== Task to carry out ==
Using the entries below, show all lines with the string "unit".

== Source data ==
+---+
//! Tolerance band checks for measured values
//!
//! A measurement passes if it has the same sign as the expected value and its magnitude lies
//! inside a band built from a percentage and an absolute margin:
//!
//! `|value| * (1 - p) - a < |expected| < |value| * (1 + p) + a`
//!
//! The percentage scales the *measured* value, not the expected one.

/// Default percentage margin (10%)
pub const DEFAULT_MARGIN_PERCENT: f64 = 0.1;
/// Default absolute margin, in the unit of the checked values (mV or Ohm)
pub const DEFAULT_MARGIN_ABSOLUTE: f64 = 20.0;

/// Acceptance band for a measurement.
///
/// Only the margins are stored. The expected value is passed to [ToleranceSpec::check]
/// together with the measurement, so one band serves a whole table of expectations
#[derive(Debug, Copy, Clone, PartialEq)]
pub struct ToleranceSpec {
    /// Relative margin, 0.1 = 10%
    pub margin_percent: f64,
    /// Absolute margin in the unit of the values
    pub margin_absolute: f64,
}

impl Default for ToleranceSpec {
    fn default() -> Self {
        Self {
            margin_percent: DEFAULT_MARGIN_PERCENT,
            margin_absolute: DEFAULT_MARGIN_ABSOLUTE,
        }
    }
}

impl ToleranceSpec {
    /// Creates a tolerance band with a custom percentage and the default absolute margin
    pub const fn with_percent(margin_percent: f64) -> Self {
        Self {
            margin_percent,
            margin_absolute: DEFAULT_MARGIN_ABSOLUTE,
        }
    }

    /// Checks a measured `value` against the `expected` one.
    ///
    /// Values with strictly opposite signs never pass, regardless of their magnitude.
    pub fn check(&self, value: f64, expected: f64) -> bool {
        if (value < 0.0 && expected > 0.0) || (value > 0.0 && expected < 0.0) {
            return false;
        }
        let value = value.abs();
        let expected = expected.abs();
        let lower = value * (1.0 - self.margin_percent) - self.margin_absolute;
        let upper = value * (1.0 + self.margin_percent) + self.margin_absolute;
        lower < expected && expected < upper
    }
}

/// Checks `value` against `expected` with the default margins (10% and 20)
pub fn check(value: f64, expected: f64) -> bool {
    ToleranceSpec::default().check(value, expected)
}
+---+
== Your solution ==
/// Default absolute margin, in the unit of the checked values (mV or Ohm)
    /// Absolute margin in the unit of the values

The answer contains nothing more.